(Dataset entries)

//! Tachikoma - Interruptible conversational agents on a publish/subscribe bus
//!
//! Each agent wraps a streaming text-generation backend. Inbound bus
//! messages become conversational turns; a new turn interrupts any
//! generation in flight, and every reply is tagged with the ids of the
//! messages it answered so consumers can reconstruct who replied to what.
//!
//! # Modules
//!
//! - [`agent`]: run loop, interrupt controller, lineage tracking
//! - [`topic`]: topic template codec and payload envelopes
//! - [`bus`]: publish/subscribe adapters (in-process and MQTT)
//! - [`providers`]: generation and embedding backends (Ollama)
//! - [`tools`]: tool trait, registry and built-in tools
//! - [`session`]: message model, conversation and history persistence
//! - [`archive`]: long-term message archive
//! - [`config`], [`error`], [`logging`]: ambient plumbing
//! - [`cli`]: command-line front end

pub mod agent;
pub mod archive;
pub mod bus;
pub mod cli;
pub mod config;
pub mod error;
pub mod logging;
pub mod providers;
pub mod session;
pub mod tools;
pub mod topic;

pub use error::{Result, TachikomaError};
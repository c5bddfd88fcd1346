//! Agent module - Turn-taking, interruption and causal lineage
//!
//! This module provides the run loop that turns bus traffic into replies.
//! The agent is responsible for:
//!
//! - Appending every inbound turn from other speakers to its conversation
//! - Interrupting an in-flight generation when a new turn arrives
//! - Streaming the backend's reply and dispatching requested tools
//! - Publishing exactly one reply per settled turn, stamped with the ids of
//!   every message it was generated from
//! - Committing a reply to its conversation only once the bus acknowledges it
//!
//! # Architecture
//!
//! ```text
//! ┌─────────────┐     ┌─────────────┐     ┌─────────────┐
//! │     Bus     │────>│   RunLoop   │────>│ ChatBackend │
//! │  (inbound)  │<────│             │<────│  (stream)   │
//! └─────────────┘     └─────────────┘     └─────────────┘
//!                       │    │    │
//!                       ▼    ▼    ▼
//!            ┌───────────┐ ┌─────────┐ ┌──────────────┐
//!            │ Interrupt │ │ Lineage │ │ ToolRegistry │
//!            │Controller │ │         │ │              │
//!            └───────────┘ └─────────┘ └──────────────┘
//! ```
//!
//! # Example
//!
//! ```rust,ignore
//! use std::sync::Arc;
//! use tachikoma::agent::RunLoop;
//! use tachikoma::bus::MemoryBroker;
//! use tachikoma::config::Config;
//! use tachikoma::providers::OllamaBackend;
//!
//! async fn run_agent() -> tachikoma::Result<()> {
//!     let config = Config::default();
//!     let broker = MemoryBroker::new();
//!     let (bus, inbound) = broker.connect("tachikoma");
//!     let backend = OllamaBackend::new(&config.backend.base_url, &config.backend.model);
//!
//!     let run_loop = RunLoop::new(&config, Arc::new(bus), Arc::new(backend))?;
//!     let conversation = run_loop.run(inbound).await?;
//!     println!("{} messages", conversation.len());
//!     Ok(())
//! }
//! ```

mod context;
pub mod interrupt;
pub mod lineage;
mod r#loop;

pub use context::ContextBuilder;
pub use interrupt::{GenerationHandle, InterruptController};
pub use r#loop::{RunLoop, TurnEvent};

### Task description
Search the data above for the string "MemoryBroker" and copy each line that has it.

### Answer to this exercise
//! use tachikoma::bus::MemoryBroker;
//!     let broker = MemoryBroker::new();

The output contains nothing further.